_THE TASK_:
Go through the entries below and tally each line holding the string "confirmed". Return the number only.

_SOURCE MATERIAL_:
impl SessionManager {
    pub fn new(
        client: Arc<ClientWithMiddleware>,
        api_base: impl Into<String>,
        store: Arc<dyn SessionStore>,
        signer: Option<Arc<dyn WalletSigner>>,
    ) -> Self {
        Self {
            api: WalletApi::new(client, api_base),
            store,
            signer,
            state: RwLock::new(ManagerState::default()),
            authenticating: AtomicBool::new(false),
        }
    }

    // -- State accessors ---------------------------------------------------

    pub fn is_authenticated(&self) -> bool {
        self.state.read().expect("state lock").session.is_some()
    }

    pub fn current_session(&self) -> Option<Session> {
        self.state.read().expect("state lock").session.clone()
    }

    pub fn entitlements(&self) -> Vec<Entitlement> {
        self.state.read().expect("state lock").entitlements.clone()
    }

    pub fn last_error(&self) -> Option<String> {
        self.state.read().expect("state lock").last_error.clone()
    }

    /// Access predicate: true iff an unexpired entitlement for
    /// `asset_id` is held.
    pub fn has_access_to(&self, asset_id: &str) -> bool {
        let state = self.state.read().expect("state lock");
        grants_access(&state.entitlements, asset_id, Utc::now())
    }

    /// The credential as a ready-to-attach header pair, or an empty
    /// map. This accessor is the only session surface collaborators
    /// (the stream-token manager) see.
    pub fn session_header(&self) -> SessionHeaders {
        let state = self.state.read().expect("state lock");
        match &state.session {
            Some(session) => HashMap::from([(
                SESSION_HEADER.to_string(),
                session.credential.clone(),
            )]),
            None => HashMap::new(),
        }
    }

    /// Header accessor decoupled from the manager itself, for handing
    /// to the stream-token manager. Holds only a weak reference and
    /// yields an empty map once the manager is gone.
    pub fn header_provider(manager: &Arc<Self>) -> Arc<dyn Fn() -> SessionHeaders + Send + Sync> {
        let weak: Weak<Self> = Arc::downgrade(manager);
        Arc::new(move || match weak.upgrade() {
            Some(manager) => manager.session_header(),
            None => HashMap::new(),
        })
    }

    // -- Authentication ----------------------------------------------------

    /// Runs the nonce → sign → verify protocol for `address`.
    ///
    /// Returns `true` on success. On failure the reason lands in
    /// `last_error`. A call while another authenticate is in flight is
    /// rejected without issuing any request.
    pub async fn authenticate(&self, address: &str) -> bool {
        if self
            .authenticating
            .compare_exchange(false, true, Ordering::SeqCst, Ordering::SeqCst)
            .is_err()
        {
            warn!("authenticate rejected: another attempt is in flight");
            return false;
        }
        let _guard = AuthGuard(&self.authenticating);

        match self.try_authenticate(address).await {
            Ok(()) => {
                self.state.write().expect("state lock").last_error = None;
                // Entitlements are fetched eagerly so access checks
                // work immediately after sign-in.
                self.fetch_entitlements().await;
                true
            }
            Err(e) => {
                warn!("authentication failed: {e}");
                self.state.write().expect("state lock").last_error = Some(e.to_string());
                false
            }
        }
    }

    async fn try_authenticate(&self, address: &str) -> Result<()> {
        let signer = self.signer.clone().ok_or(SessionError::NoWallet)?;

        // Step 1: one-time challenge for this address.
        let nonce = self.api.request_nonce(address).await?;

        // Step 2: the wallet signs the challenge. Suspends until the
        // user approves or declines.
        let signature = signer
            .sign_message(&nonce.message, address)
            .await
            .map_err(SessionError::Signature)?;

        // Step 3: the server checks the signature and issues the
        // credential.
        let verified = self.api.verify(address, &signature).await?;

        let session = Session {
            credential: verified.session_token,
            owner_address: address.to_ascii_lowercase(),
            expires_at: verified.expires_at,
        };

        // Persistence is best-effort: an unwritable profile dir must
        // not undo a server-confirmed sign-in.
        if let Err(e) = self.store.save(&session).await {
            warn!("failed to persist session: {e}");
        }

        info!(
            "authenticated {} until {}",
            session.owner_address, session.expires_at
        );
        self.state.write().expect("state lock").session = Some(session);
        Ok(())
    }

    // -- Teardown ----------------------------------------------------------

    /// Ends the session. The server notification is best-effort; local
    /// state is cleared unconditionally.
    pub async fn logout(&self) {
        let credential = {
            let state = self.state.read().expect("state lock");
            state.session.as_ref().map(|s| s.credential.clone())
        };

        if let Some(credential) = credential {
            if let Err(e) = self.api.logout(&credential).await {
                warn!("server logout failed (ignored): {e}");
            }
        }

        self.clear_local().await;
        self.state.write().expect("state lock").last_error = None;
        info!("logged out");
    }

    /// Drops session and entitlements locally and deletes the
    /// persisted record.
    async fn clear_local(&self) {
        {
            let mut state = self.state.write().expect("state lock");
            state.session = None;
            state.entitlements.clear();
        }
        if let Err(e) = self.store.clear().await {
            warn!("failed to clear persisted session: {e}");
        }
    }

    // -- Validation & refresh ----------------------------------------------

    /// Validates the current credential against the server.
    ///
    /// Returns `true` iff the server confirmed the session. A server
    /// rejection clears local state; a transport failure leaves it
    /// untouched (being offline is not a logout).
    pub async fn refresh_session(&self) -> bool {
        match self.validate_session().await {
            Ok(valid) => valid,
            Err(e) => {
                warn!("session validation unreachable: {e}");
                self.state.write().expect("state lock").last_error = Some(e.to_string());
                false
            }
        }
    }

    /// `Ok(true)` = server-confirmed valid (expiry refreshed when the
    /// server extends it), `Ok(false)` = no session or server said no
    /// (local state cleared), `Err` = could not ask the server.
    async fn validate_session(&self) -> Result<bool> {
        let credential = {
            let state = self.state.read().expect("state lock");
            match &state.session {
                Some(session) => session.credential.clone(),
                None => return Ok(false),
            }
        };

        let check = match self.api.check_session(&credential).await {
            Ok(check) => check,
            Err(e) if e.is_network() => return Err(e),
            Err(e) => {
                // Non-success status: the server rejected the session.
                info!("session rejected by server: {e}");
                self.clear_local().await;
                return Ok(false);
            }
        };

        if !check.authenticated {
            info!("session no longer authenticated");
            self.clear_local().await;
            return Ok(false);
        }

        if let Some(expires_at) = check.expires_at {
            let updated = {
                let mut state = self.state.write().expect("state lock");
                match state.session.as_mut() {
                    Some(session) => {
                        session.expires_at = expires_at;
                        Some(session.clone())
                    }
                    None => None,
                }
            };
            if let Some(session) = updated {
                if let Err(e) = self.store.save(&session).await {
                    warn!("failed to persist refreshed expiry: {e}");
                }
            }
        }

        Ok(true)
    }

    // -- Entitlements ------------------------------------------------------

    /// Replaces the local entitlement collection with the server's
    /// active list. Never raises: any failure yields an empty
    /// collection. A failed fetch and a genuinely empty list are
    /// indistinguishable to callers; the log line keeps them apart for
    /// operators.
    pub async fn fetch_entitlements(&self) -> Vec<Entitlement> {
        let credential = {
            let state = self.state.read().expect("state lock");
            match &state.session {
                Some(session) => session.credential.clone(),
                None => return Vec::new(),
            }
        };

        let entitlements = match self.api.entitlements(&credential).await {
            Ok(list) => list,
            Err(e) => {
                warn!("entitlement fetch failed, defaulting to empty: {e}");
                Vec::new()
            }
        };

        self.state.write().expect("state lock").entitlements = entitlements.clone();
        entitlements
    }

    // -- Hydration ---------------------------------------------------------

    /// Restores a persisted session at process start.
    ///
    /// An expired record is discarded immediately. A live one is
    /// adopted, then checked once against the server: a rejection
    /// clears local state, while a transport failure is advisory only
    /// and the session is kept.
    pub async fn hydrate(&self) {
        let record = match self.store.load().await {
            Ok(record) => record,
            Err(e) => {
                warn!("failed to read persisted session: {e}");
                return;
            }
        };

        let Some(session) = record else {
            return;
        };

        if session.is_expired(Utc::now()) {
            info!("discarding expired persisted session");
            if let Err(e) = self.store.clear().await {
                warn!("failed to clear expired session record: {e}");
            }
            return;
        }

        info!("hydrated session for {}", session.owner_address);
        self.state.write().expect("state lock").session = Some(session);

        match self.validate_session().await {
            Ok(true) => {
                self.fetch_entitlements().await;
            }
            Ok(false) => {
                // Server rejected; validate_session already cleared.
            }
            Err(e) => {
                warn!("startup validation unreachable, keeping session: {e}");
            }
        }
    }
}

_RESULT FOR THIS EXERCISE_:
3